Kedua: Jika saldo — di luar bunga pengembangan — mencapai nisab yang setara dengan nilai 85 gram emas dan telah disimpan selama 12 bulan (1 tahun), maka ulama memiliki perbedaan pendapat.
Sebagian ulama menyatakan bahwa saldo JHT tidak wajib dizakatkan karena secara fisiknya belum diterima secara utuh oleh peserta. Sementara itu, sebagian ulama yang lain menyatakan saldo JHT wajib ditunaikan zakat. Meskipun fisiknya belum diterima, tetapi uang tersebut memiliki kepemilikan sempurna.
Kepemilikan sempurna adalah pemilik uang dapat menggunakan saldonya sesuai kebutuhan. Adalah hak setiap peserta untuk mencairkan saldo JHT untuk memenuhi kebutuhan yang beraneka ragam, seperti jadi dana darurat, modal, dan lain sebagainya.
Bagaimana jalan tengahnya?
Dr. Oni Sahroni menjelaskan, sama seperti piutang dan gadai, upah yang berasal dari riba (dana nonhalal) tidak wajib dizakatkan menurut para ulama. Sebagai jalan tengah, pengembangan dari hasil saldo JHT dapat disumbangkan sebagai infak dan sedekah.

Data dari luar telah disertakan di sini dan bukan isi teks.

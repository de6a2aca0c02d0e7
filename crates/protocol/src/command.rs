//! Argument shapes for the modelled subset of RIDE commands.
//!
//! Every struct is `#[serde(default)]`: a recognised command with missing
//! fields decodes with zero values rather than failing.

use serde::{Deserialize, Serialize};
use serde_json::{Map, Value};

use crate::flag;

/// Interpreter-assigned window identifier.
pub type Token = i64;

/// Interpreter thread identifier.
pub type Tid = i64;

#[derive(Debug, Clone, Default, PartialEq, Eq, Serialize, Deserialize)]
#[serde(default, rename_all = "camelCase")]
pub struct Identify {
    pub api_version: i64,
    pub identity: i64,
}

#[derive(Debug, Clone, Default, PartialEq, Eq, Serialize, Deserialize)]
#[serde(default, rename_all = "camelCase")]
pub struct ReplyIdentify {
    pub api_version: i64,
    pub version: String,
    pub platform: String,
    pub arch: String,
    pub pid: i64,
}

#[derive(Debug, Clone, Default, PartialEq, Eq, Serialize, Deserialize)]
#[serde(default, rename_all = "camelCase")]
pub struct Connect {
    pub remote_id: i64,
}

#[derive(Debug, Clone, Default, PartialEq, Eq, Serialize, Deserialize)]
#[serde(default)]
pub struct Execute {
    pub text: String,
    #[serde(with = "flag")]
    pub trace: bool,
}

#[derive(Debug, Clone, Copy, Default, PartialEq, Eq, Serialize, Deserialize)]
#[serde(default)]
pub struct SetPromptType {
    #[serde(rename = "type")]
    pub prompt: i64,
}

#[derive(Debug, Clone, Default, PartialEq, Eq, Serialize, Deserialize)]
#[serde(default)]
pub struct AppendSessionOutput {
    pub result: String,
    #[serde(rename = "type")]
    pub kind: i64,
    pub group: i64,
}

/// Body of `OpenWindow` and `UpdateWindow`.
#[derive(Debug, Clone, Default, PartialEq, Eq, Serialize, Deserialize)]
#[serde(default, rename_all = "camelCase")]
pub struct WindowContent {
    pub token: Token,
    pub name: String,
    pub filename: String,
    pub text: Vec<String>,
    pub current_row: i64,
    pub current_column: i64,
    #[serde(with = "flag")]
    pub debugger: bool,
    pub entity_type: i64,
    pub offset: i64,
    #[serde(with = "flag")]
    pub read_only: bool,
    pub stop: Vec<i64>,
    pub trace: Vec<i64>,
    pub monitor: Vec<i64>,
    #[serde(skip_serializing_if = "Option::is_none")]
    pub tid: Option<Tid>,
    pub tname: String,
}

/// Arguments that only name a window: `CloseWindow`, `Continue`,
/// `RunCurrentLine`, `StepInto`, `ContinueTrace`.
#[derive(Debug, Clone, Copy, Default, PartialEq, Eq, Serialize, Deserialize)]
#[serde(default)]
pub struct WindowRef {
    pub win: Token,
}

impl WindowRef {
    pub fn new(win: Token) -> Self {
        Self { win }
    }
}

#[derive(Debug, Clone, Default, PartialEq, Eq, Serialize, Deserialize)]
#[serde(default)]
pub struct SetLineAttributes {
    pub win: Token,
    pub stop: Vec<i64>,
    #[serde(skip_serializing_if = "Option::is_none")]
    pub trace: Option<Vec<i64>>,
    #[serde(skip_serializing_if = "Option::is_none")]
    pub monitor: Option<Vec<i64>>,
}

#[derive(Debug, Clone, Copy, Default, PartialEq, Eq, Serialize, Deserialize)]
#[serde(default)]
pub struct SetHighlightLine {
    pub win: Token,
    pub line: i64,
    pub end_line: i64,
    pub start_col: i64,
    pub end_col: i64,
}

#[derive(Debug, Clone, Default, PartialEq, Eq, Serialize, Deserialize)]
#[serde(default)]
pub struct ThreadInfo {
    pub tid: Tid,
    pub description: String,
    pub state: String,
    pub flags: String,
    #[serde(rename = "Treq")]
    pub treq: String,
}

#[derive(Debug, Clone, Default, PartialEq, Eq, Serialize, Deserialize)]
#[serde(default)]
pub struct ReplyGetThreads {
    pub threads: Vec<ThreadInfo>,
}

/// Body of `SetThread` (interpreter push) and `FocusThread` (adapter request).
#[derive(Debug, Clone, Copy, Default, PartialEq, Eq, Serialize, Deserialize)]
#[serde(default)]
pub struct SetThread {
    pub tid: Tid,
}

#[derive(Debug, Clone, Default, PartialEq, Eq, Serialize, Deserialize)]
#[serde(default)]
pub struct StackEntry {
    pub description: String,
}

#[derive(Debug, Clone, Default, PartialEq, Eq, Serialize, Deserialize)]
#[serde(default)]
pub struct ReplyGetSIStack {
    pub stack: Vec<StackEntry>,
    pub tid: Tid,
}

#[derive(Debug, Clone, Default, PartialEq, Eq, Serialize, Deserialize)]
#[serde(default)]
pub struct SaveChanges {
    pub win: Token,
    pub text: Vec<String>,
    pub stop: Vec<i64>,
    pub trace: Vec<i64>,
    pub monitor: Vec<i64>,
}

#[derive(Debug, Clone, Copy, Default, PartialEq, Eq, Serialize, Deserialize)]
#[serde(default)]
pub struct ReplySaveChanges {
    pub win: Token,
    pub err: i64,
}

#[derive(Debug, Clone, Default, PartialEq, Eq, Serialize, Deserialize)]
#[serde(default)]
pub struct HadError {
    pub error: i64,
    pub error_text: String,
    pub message: String,
}

impl HadError {
    /// Best human readable description of the error.
    pub fn text(&self) -> String {
        if !self.error_text.is_empty() {
            self.error_text.clone()
        } else if !self.message.is_empty() {
            self.message.clone()
        } else {
            format!("error {}", self.error)
        }
    }
}

#[derive(Debug, Clone, Default, PartialEq, Eq, Serialize, Deserialize)]
#[serde(default)]
pub struct Disconnect {
    pub message: String,
}

#[derive(Debug, Clone, Default, PartialEq, Eq, Serialize, Deserialize)]
#[serde(default)]
pub struct SysError {
    pub text: String,
    pub stack: String,
}

#[derive(Debug, Clone, Default, PartialEq, Eq, Serialize, Deserialize)]
#[serde(default)]
pub struct InternalError {
    pub error: i64,
    pub error_text: String,
    pub dmx: String,
    pub message: String,
}

#[derive(Debug, Clone, Default, PartialEq, Eq, Serialize, Deserialize)]
#[serde(default)]
pub struct UnknownCommand {
    pub name: String,
}

#[derive(Debug, Clone, Copy, Default, PartialEq, Eq, Serialize, Deserialize)]
#[serde(default, rename_all = "camelCase")]
pub struct CanAcceptInput {
    #[serde(with = "flag")]
    pub can_accept_input: bool,
}

#[derive(Debug, Clone, Copy, Default, PartialEq, Eq, Serialize, Deserialize)]
#[serde(default)]
pub struct WindowTypeChanged {
    pub win: Token,
    #[serde(with = "flag")]
    pub tracer: bool,
}

macro_rules! commands {
    (
        with_args { $( $variant:ident($args:ty) ),* $(,)? }
        without_args { $( $bare:ident ),* $(,)? }
    ) => {
        /// A decoded RIDE command.
        ///
        /// Names the codec does not model decode to [`Command::Unknown`],
        /// keeping the raw argument object.
        #[derive(Debug, Clone, PartialEq)]
        pub enum Command {
            $( $variant($args), )*
            $( $bare, )*
            Unknown {
                name: String,
                args: Map<String, Value>,
            },
        }

        impl Command {
            /// Every command name the codec gives a typed shape.
            pub const KNOWN: &'static [&'static str] = &[
                $( stringify!($variant), )*
                $( stringify!($bare), )*
            ];

            /// Wire name of the command.
            pub fn name(&self) -> &str {
                match self {
                    $( Command::$variant(_) => stringify!($variant), )*
                    $( Command::$bare => stringify!($bare), )*
                    Command::Unknown { name, .. } => name,
                }
            }

            /// Argument object as sent on the wire.
            pub fn args(&self) -> Result<Value, serde_json::Error> {
                Ok(match self {
                    $( Command::$variant(args) => serde_json::to_value(args)?, )*
                    $( Command::$bare => Value::Object(Map::new()), )*
                    Command::Unknown { args, .. } => Value::Object(args.clone()),
                })
            }

            /// Build a command from its wire name and argument object.
            pub(crate) fn from_parts(name: &str, args: Map<String, Value>) -> Command {
                match name {
                    $(
                        stringify!($variant) => {
                            match serde_json::from_value::<$args>(Value::Object(args.clone())) {
                                Ok(parsed) => Command::$variant(parsed),
                                Err(e) => {
                                    tracing::warn!(command = name, error = %e, "malformed arguments for known command");
                                    Command::Unknown { name: name.to_string(), args }
                                }
                            }
                        }
                    )*
                    $( stringify!($bare) => Command::$bare, )*
                    _ => Command::Unknown { name: name.to_string(), args },
                }
            }
        }
    };
}

commands! {
    with_args {
        Identify(Identify),
        ReplyIdentify(ReplyIdentify),
        Connect(Connect),
        Execute(Execute),
        SetPromptType(SetPromptType),
        AppendSessionOutput(AppendSessionOutput),
        OpenWindow(WindowContent),
        UpdateWindow(WindowContent),
        CloseWindow(WindowRef),
        SetLineAttributes(SetLineAttributes),
        SetHighlightLine(SetHighlightLine),
        Continue(WindowRef),
        RunCurrentLine(WindowRef),
        StepInto(WindowRef),
        ContinueTrace(WindowRef),
        ReplyGetThreads(ReplyGetThreads),
        SetThread(SetThread),
        FocusThread(SetThread),
        ReplyGetSIStack(ReplyGetSIStack),
        SaveChanges(SaveChanges),
        ReplySaveChanges(ReplySaveChanges),
        HadError(HadError),
        Disconnect(Disconnect),
        SysError(SysError),
        InternalError(InternalError),
        UnknownCommand(UnknownCommand),
        CanAcceptInput(CanAcceptInput),
        WindowTypeChanged(WindowTypeChanged),
    }
    without_args {
        GetWindowLayout,
        RestartThreads,
        WeakInterrupt,
        StrongInterrupt,
        GetThreads,
        GetSIStack,
    }
}

impl Command {
    /// Whether the codec has a typed shape for this command.
    pub fn is_known(&self) -> bool {
        !matches!(self, Command::Unknown { .. })
    }

    /// Window the command is addressed to or reports on, if any.
    pub fn window(&self) -> Option<Token> {
        match self {
            Command::OpenWindow(w) | Command::UpdateWindow(w) => Some(w.token),
            Command::CloseWindow(r)
            | Command::Continue(r)
            | Command::RunCurrentLine(r)
            | Command::StepInto(r)
            | Command::ContinueTrace(r) => Some(r.win),
            Command::SetLineAttributes(a) => Some(a.win),
            Command::SetHighlightLine(h) => Some(h.win),
            Command::SaveChanges(s) => Some(s.win),
            Command::ReplySaveChanges(r) => Some(r.win),
            Command::WindowTypeChanged(w) => Some(w.win),
            _ => None,
        }
    }
}
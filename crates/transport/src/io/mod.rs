//! IO abstraction layer for the RIDE transport
//!
//! The core trait [`RideTransport`] allows plugging in different duplex byte
//! streams: a TCP socket to a running interpreter, or an in-memory channel
//! pair for tests.
//!
//! # Examples
//!
//! ## Using TCP Transport
//!
//! ```no_run
//! use transport::io::TcpTransport;
//!
//! let transport = TcpTransport::connect("127.0.0.1:4502")?;
//! let (reader, writer) = transport::framed(transport, None)?;
//! # Ok::<(), transport::TransportError>(())
//! ```
//!
//! ## Using In-Memory Transport for Testing
//!
//! ```
//! use transport::io::InMemoryTransport;
//!
//! let (adapter_side, interpreter_side) = InMemoryTransport::pair();
//! let (_reader, writer) = transport::framed(adapter_side, None)?;
//! writer.write_frame("SupportedProtocols=2")?;
//! # drop(interpreter_side);
//! # Ok::<(), transport::TransportError>(())
//! ```

use std::io::{Read, Write};

use crate::error::TransportError;

mod memory;
mod tcp;


pub use memory::{InMemoryReader, InMemoryTransport, InMemoryWriter};
pub use tcp::TcpTransport;

/// Trait for a bidirectional byte stream to the interpreter
///
/// Implementations must provide a way to split the transport into separate
/// reader and writer halves that can be moved into different threads.
///
/// # Requirements
///
/// - Both halves must be `Send + 'static`
/// - Readers should return `WouldBlock` (or `TimedOut`) periodically when no
///   data is available, so that the reader loop can observe cancellation
pub trait RideTransport: Send + 'static {
    type Reader: Read + Send + 'static;

    type Writer: Write + Send + 'static;

    /// Split the transport into separate reader and writer halves
    ///
    /// # Errors
    ///
    /// Returns an error if the transport cannot be split (e.g., socket cloning fails)
    fn split(self) -> Result<(Self::Reader, Self::Writer), TransportError>;
}
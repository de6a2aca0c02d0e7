//! Drives the server the way a DAP host would, against a scripted interpreter.

use std::collections::VecDeque;
use std::io::{self, BufRead, BufReader, Read, Write};
use std::sync::Mutex;
use std::thread::{self, JoinHandle};
use std::time::Duration;

use crossbeam_channel::{Receiver, Sender};
use debugger::{AdapterSettings, ConnectTarget, Connector, DebugAdapter};
use eyre::Result;
use protocol::{Command, Disconnect, WindowContent};
use serde_json::{Value, json};
use session::testing::FakeInterpreter;
use session::{ConnectOptions, Connection};
use transport::InMemoryTransport;

#[ctor::ctor]
fn init() {
    let _ = tracing_subscriber::fmt()
        .with_env_filter(tracing_subscriber::EnvFilter::from_default_env())
        .try_init();
    let _ = color_eyre::install();
}

const TIMEOUT: Duration = Duration::from_secs(5);

struct MemoryConnector {
    links: Mutex<VecDeque<InMemoryTransport>>,
}

impl Connector for MemoryConnector {
    fn connect(&self, _target: &ConnectTarget, options: &ConnectOptions) -> Result<Connection> {
        let link = self
            .links
            .lock()
            .unwrap()
            .pop_front()
            .ok_or_else(|| eyre::eyre!("interpreter unreachable"))?;
        Connection::establish(link, options)
    }
}

/// One direction of an in-memory byte stream.
struct PipeReader {
    rx: Receiver<Vec<u8>>,
    pending: VecDeque<u8>,
    timeout: Option<Duration>,
}

impl Read for PipeReader {
    fn read(&mut self, buf: &mut [u8]) -> io::Result<usize> {
        if self.pending.is_empty() {
            let received = match self.timeout {
                Some(timeout) => self.rx.recv_timeout(timeout),
                None => self
                    .rx
                    .recv()
                    .map_err(|_| crossbeam_channel::RecvTimeoutError::Disconnected),
            };
            match received {
                Ok(chunk) => self.pending.extend(chunk),
                Err(crossbeam_channel::RecvTimeoutError::Disconnected) => return Ok(0),
                Err(crossbeam_channel::RecvTimeoutError::Timeout) => {
                    return Err(io::Error::new(io::ErrorKind::TimedOut, "pipe read timed out"));
                }
            }
        }
        let n = buf.len().min(self.pending.len());
        for (slot, byte) in buf.iter_mut().zip(self.pending.drain(..n)) {
            *slot = byte;
        }
        Ok(n)
    }
}

struct PipeWriter(Sender<Vec<u8>>);

impl Write for PipeWriter {
    fn write(&mut self, buf: &[u8]) -> io::Result<usize> {
        self.0
            .send(buf.to_vec())
            .map_err(|_| io::Error::new(io::ErrorKind::BrokenPipe, "pipe closed"))?;
        Ok(buf.len())
    }

    fn flush(&mut self) -> io::Result<()> {
        Ok(())
    }
}

fn pipe(timeout: Option<Duration>) -> (PipeWriter, PipeReader) {
    let (tx, rx) = crossbeam_channel::unbounded();
    (
        PipeWriter(tx),
        PipeReader {
            rx,
            pending: VecDeque::new(),
            timeout,
        },
    )
}

/// The host side of a served session.
struct DapClient {
    to_server: Option<PipeWriter>,
    from_server: BufReader<PipeReader>,
    seq: i64,
    events: VecDeque<Value>,
    server: Option<JoinHandle<Result<()>>>,
    fake: FakeInterpreter,
}

impl DapClient {
    fn start() -> Result<Self> {
        let (link, fake) = FakeInterpreter::new(2)?;
        let adapter = DebugAdapter::new(
            MemoryConnector {
                links: Mutex::new(VecDeque::from([link])),
            },
            AdapterSettings::default(),
        );
        let (to_server, server_input) = pipe(None);
        let (server_output, from_server) = pipe(Some(TIMEOUT));
        let server = thread::spawn(move || {
            server::serve(BufReader::new(server_input), server_output, adapter)
        });
        Ok(Self {
            to_server: Some(to_server),
            from_server: BufReader::new(from_server),
            seq: 0,
            events: VecDeque::new(),
            server: Some(server),
            fake,
        })
    }

    /// Initialized, launched and configured.
    fn launched() -> Result<Self> {
        let mut client = Self::start()?;
        client.request("initialize", json!({"adapterID": "ride"}))?;
        client.event("initialized")?;
        client.request("launch", json!({}))?;
        client.fake.accept(TIMEOUT)?;
        client.request("configurationDone", Value::Null)?;
        Ok(client)
    }

    fn send(&mut self, command: &str, arguments: Value) -> Result<i64> {
        self.seq += 1;
        let body = json!({
            "seq": self.seq,
            "type": "request",
            "command": command,
            "arguments": arguments,
        })
        .to_string();
        let writer = self
            .to_server
            .as_mut()
            .ok_or_else(|| eyre::eyre!("host stream already closed"))?;
        write!(writer, "Content-Length: {}\r\n\r\n{}", body.len(), body)?;
        Ok(self.seq)
    }

    fn read_message(&mut self) -> Result<Value> {
        let mut length = None;
        loop {
            let mut line = String::new();
            if self.from_server.read_line(&mut line)? == 0 {
                eyre::bail!("server closed its stream");
            }
            let line = line.trim_end();
            if line.is_empty() {
                break;
            }
            if let Some(value) = line.strip_prefix("Content-Length: ") {
                length = Some(value.parse::<usize>()?);
            }
        }
        let mut body = vec![0; length.ok_or_else(|| eyre::eyre!("no content length"))?];
        self.from_server.read_exact(&mut body)?;
        Ok(serde_json::from_slice(&body)?)
    }

    /// The full response to `command`, successful or not.
    fn call(&mut self, command: &str, arguments: Value) -> Result<Value> {
        let seq = self.send(command, arguments)?;
        loop {
            let message = self.read_message()?;
            match message["type"].as_str() {
                Some("response") if message["request_seq"] == seq => return Ok(message),
                Some("event") => self.events.push_back(message),
                _ => eyre::bail!("unexpected message {message}"),
            }
        }
    }

    /// Body of a successful response.
    fn request(&mut self, command: &str, arguments: Value) -> Result<Value> {
        let response = self.call(command, arguments)?;
        eyre::ensure!(
            response["success"] == true,
            "{command} failed: {}",
            response["message"]
        );
        Ok(response["body"].clone())
    }

    fn event(&mut self, name: &str) -> Result<Value> {
        if let Some(pos) = self.events.iter().position(|e| e["event"] == name) {
            return Ok(self.events.remove(pos).unwrap_or_default());
        }
        loop {
            let message = self.read_message()?;
            if message["type"] == "event" && message["event"] == name {
                return Ok(message);
            }
            self.events.push_back(message);
        }
    }

    fn join(&mut self) -> Result<()> {
        self.server
            .take()
            .ok_or_else(|| eyre::eyre!("server already joined"))?
            .join()
            .map_err(|_| eyre::eyre!("server thread panicked"))?
    }
}

fn tracer(token: i64, row: i64) -> Command {
    Command::OpenWindow(WindowContent {
        token,
        name: "Foo".to_string(),
        text: vec!["r←Foo y".into(), "a←1".into(), "r←a+y".into()],
        current_row: row,
        debugger: true,
        tid: Some(0),
        ..Default::default()
    })
}

#[test]
fn initialized_event_follows_initialize_response() -> Result<()> {
    let mut client = DapClient::start()?;
    let seq = client.send("initialize", json!({"adapterID": "ride"}))?;

    let response = client.read_message()?;
    assert_eq!(response["type"], "response");
    assert_eq!(response["request_seq"], seq);
    assert_eq!(response["success"], true);
    assert_eq!(response["body"]["supportsConfigurationDoneRequest"], true);

    let event = client.read_message()?;
    assert_eq!(event["type"], "event");
    assert_eq!(event["event"], "initialized");
    assert!(event["seq"].as_i64() > response["seq"].as_i64());
    Ok(())
}

#[test]
fn stopped_session_round_trip() -> Result<()> {
    let mut client = DapClient::launched()?;

    client.fake.send(&tracer(700, 1))?;
    let stopped = client.event("stopped")?;
    assert_eq!(stopped["body"]["reason"], "entry");
    assert_eq!(stopped["body"]["threadId"], 0);

    let trace = client.request("stackTrace", json!({"threadId": 0}))?;
    assert_eq!(trace["totalFrames"], 1);
    let frame = &trace["stackFrames"][0];
    assert_eq!(frame["id"], 700);
    assert_eq!(frame["name"], "Foo");
    assert_eq!(frame["line"], 2);

    let scopes = client.request("scopes", json!({"frameId": 700}))?;
    assert_eq!(scopes["scopes"][0]["name"], "Locals");
    assert_eq!(scopes["scopes"][0]["variablesReference"], 700);

    let reference = frame["source"]["sourceReference"].clone();
    let source = client.request("source", json!({"sourceReference": reference}))?;
    assert_eq!(source["content"], "r←Foo y\na←1\nr←a+y");

    client.request("next", json!({"threadId": 0}))?;
    assert_eq!(
        client
            .fake
            .expect_matching(TIMEOUT, |c| matches!(c, Command::RunCurrentLine(_)))?,
        Command::RunCurrentLine(protocol::WindowRef::new(700))
    );

    let cont = client.request("continue", json!({"threadId": 0}))?;
    assert_eq!(cont["allThreadsContinued"], true);

    client.request("disconnect", json!({}))?;
    client.join()
}

#[test]
fn breakpoints_for_unopened_source_are_unverified() -> Result<()> {
    let mut client = DapClient::launched()?;
    let body = client.request(
        "setBreakpoints",
        json!({
            "source": {"path": "/ws/Later.aplf"},
            "breakpoints": [{"line": 3}],
        }),
    )?;
    assert_eq!(body["breakpoints"][0]["verified"], false);
    assert_eq!(body["breakpoints"][0]["line"], 3);
    Ok(())
}

#[test]
fn failed_requests_carry_a_message() -> Result<()> {
    let mut client = DapClient::start()?;
    client.request("initialize", json!({}))?;

    let response = client.call("next", json!({"threadId": 0}))?;
    assert_eq!(response["success"], false);
    assert!(
        response["message"]
            .as_str()
            .unwrap()
            .contains("cannot handle next while session is initialized")
    );

    let response = client.call("stepBack", json!({}))?;
    assert_eq!(response["success"], false);
    assert_eq!(response["message"], "unsupported request stepBack");

    let response = client.call("scopes", json!({}))?;
    assert_eq!(response["success"], false);
    assert!(
        response["message"]
            .as_str()
            .unwrap()
            .starts_with("invalid arguments for scopes")
    );

    // the session survives failed requests
    client.request("launch", json!({}))?;
    client.fake.accept(TIMEOUT)?;
    Ok(())
}

#[test]
fn interpreter_disconnect_is_forwarded() -> Result<()> {
    let mut client = DapClient::launched()?;
    client.fake.send(&Command::Disconnect(Disconnect {
        message: "bye".to_string(),
    }))?;
    client.event("terminated")?;

    // hosts answer a terminated event with disconnect
    client.request("disconnect", json!({}))?;
    client.join()
}

#[test]
fn lost_link_reports_and_terminates() -> Result<()> {
    let mut client = DapClient::launched()?;
    let (_, idle) = FakeInterpreter::new(2)?;
    std::mem::replace(&mut client.fake, idle).hang_up();

    let output = client.event("output")?;
    assert_eq!(output["body"]["category"], "stderr");
    client.event("terminated")?;
    Ok(())
}

#[test]
fn host_closing_its_stream_stops_the_server() -> Result<()> {
    let mut client = DapClient::launched()?;
    client.to_server = None;
    client.join()
}

#[test]
fn terminate_ends_the_session() -> Result<()> {
    let mut client = DapClient::launched()?;
    client.request("terminate", json!({}))?;
    client.event("terminated")?;
    client.join()?;
    Ok(())
}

Misanya, total premi JHT yang terkumpul sebanyak 100 juta dan bunga pengembangan di portofolio konvensional sebesar 10 juta. Maka, yang wajib ditunaikan 2,5% sebagai zakat penghasilan adalah nominal 100 juta, sedangkan nominal 10 juta disalurkan sebagai infak, sedekah, atau wakaf. (Zakat.or.id/Halimatussyadiyah)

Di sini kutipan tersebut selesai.